*** Opening RECORDS FOR THIS EXERCISE ***
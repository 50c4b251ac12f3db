//! Binds the `RemoteClient` capability to a specific replica endpoint.
//!
//! The engine's `FailoverExecutor` hands a `Replica` to each attempt; a
//! `ClientFactory` is how it turns that into a client instance that actually
//! talks to the replica's endpoint. `CachingClientFactory` lazily builds and
//! caches one client per endpoint, the same lifecycle pattern the teacher's
//! `k8s::client_manager::K8sClientManager` uses for its singleton Kubernetes
//! client (get-or-create under a read lock, upgrade to a write lock only on
//! miss).

use crate::client::RemoteClient;
use crate::error::Result;
use async_trait::async_trait;
use std::collections::HashMap;
use std::sync::Arc;
use tokio::sync::RwLock;
use tracing::debug;

#[async_trait]
pub trait ClientFactory: Send + Sync {
    async fn client_for(&self, endpoint: &str) -> Result<Arc<dyn RemoteClient>>;
}

/// Wraps a single constructor function and caches its results per endpoint.
pub struct CachingClientFactory<F> {
    build: F,
    cache: RwLock<HashMap<String, Arc<dyn RemoteClient>>>,
}

impl<F> CachingClientFactory<F>
where
    F: Fn(&str) -> Result<Arc<dyn RemoteClient>> + Send + Sync,
{
    #[must_use]
    pub fn new(build: F) -> Self {
        Self { build, cache: RwLock::new(HashMap::new()) }
    }
}

#[async_trait]
impl<F> ClientFactory for CachingClientFactory<F>
where
    F: Fn(&str) -> Result<Arc<dyn RemoteClient>> + Send + Sync,
{
    async fn client_for(&self, endpoint: &str) -> Result<Arc<dyn RemoteClient>> {
        {
            let cache = self.cache.read().await;
            if let Some(client) = cache.get(endpoint) {
                return Ok(client.clone());
            }
        }
        debug!(endpoint, "constructing client for new replica endpoint");
        let client = (self.build)(endpoint)?;
        self.cache.write().await.insert(endpoint.to_string(), client.clone());
        Ok(client)
    }
}

/// A factory that always hands back the same client regardless of endpoint.
/// The common case in tests, where a single simulator stands in for every
/// replica.
pub struct SingleClientFactory(pub Arc<dyn RemoteClient>);

#[async_trait]
impl ClientFactory for SingleClientFactory {
    async fn client_for(&self, _endpoint: &str) -> Result<Arc<dyn RemoteClient>> {
        Ok(self.0.clone())
    }
}
//! The `RemoteClient` capability (§6): the only thing the engine needs from
//! the underlying remote-service client library. Expressed as an
//! `#[async_trait]` capability record, same idiom the corpus uses for
//! `DataFetcher` in `k8s/cache/fetcher.rs`.

use crate::error::Result;
use crate::model::{ChangeRecord, Selector, Setting, Snapshot};
use async_trait::async_trait;
use futures::stream::BoxStream;

/// Consumed, not implemented, by the refresh engine. Production code plugs in
/// whatever wire protocol the remote configuration service speaks; the demo
/// binary's `reqwest`-based implementation lives outside the engine's module
/// tree entirely (see `bin/confd/http_client.rs`).
#[async_trait]
pub trait RemoteClient: Send + Sync {
    /// Paged listing matching `selector`.
    async fn list<'a>(&'a self, selector: &'a Selector) -> Result<BoxStream<'a, Result<Setting>>>;

    /// Listing by server-side snapshot name.
    async fn list_snapshot<'a>(&'a self, name: &'a str) -> Result<BoxStream<'a, Result<Setting>>>;

    /// Fetch a named snapshot's metadata, including its composition.
    async fn get_snapshot(&self, name: &str) -> Result<Snapshot>;

    /// Fetch a single setting, or `None` on a clean 404.
    async fn get(&self, key: &str, label: Option<&str>) -> Result<Option<Setting>>;

    /// Conditional fetch on `known`'s etag: `None` unchanged, `Modified` with
    /// the fresh value when the etag differs, `Deleted` on a 404.
    async fn get_change(&self, known: &Setting) -> Result<ChangeRecord>;
}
*** Closing RECORDS FOR THIS EXERCISE ***
Please report every line of the listing that contains the string "BoxStream".

use futures::stream::BoxStream;
    async fn list<'a>(&'a self, selector: &'a Selector) -> Result<BoxStream<'a, Result<Setting>>>;
    async fn list_snapshot<'a>(&'a self, name: &'a str) -> Result<BoxStream<'a, Result<Setting>>>;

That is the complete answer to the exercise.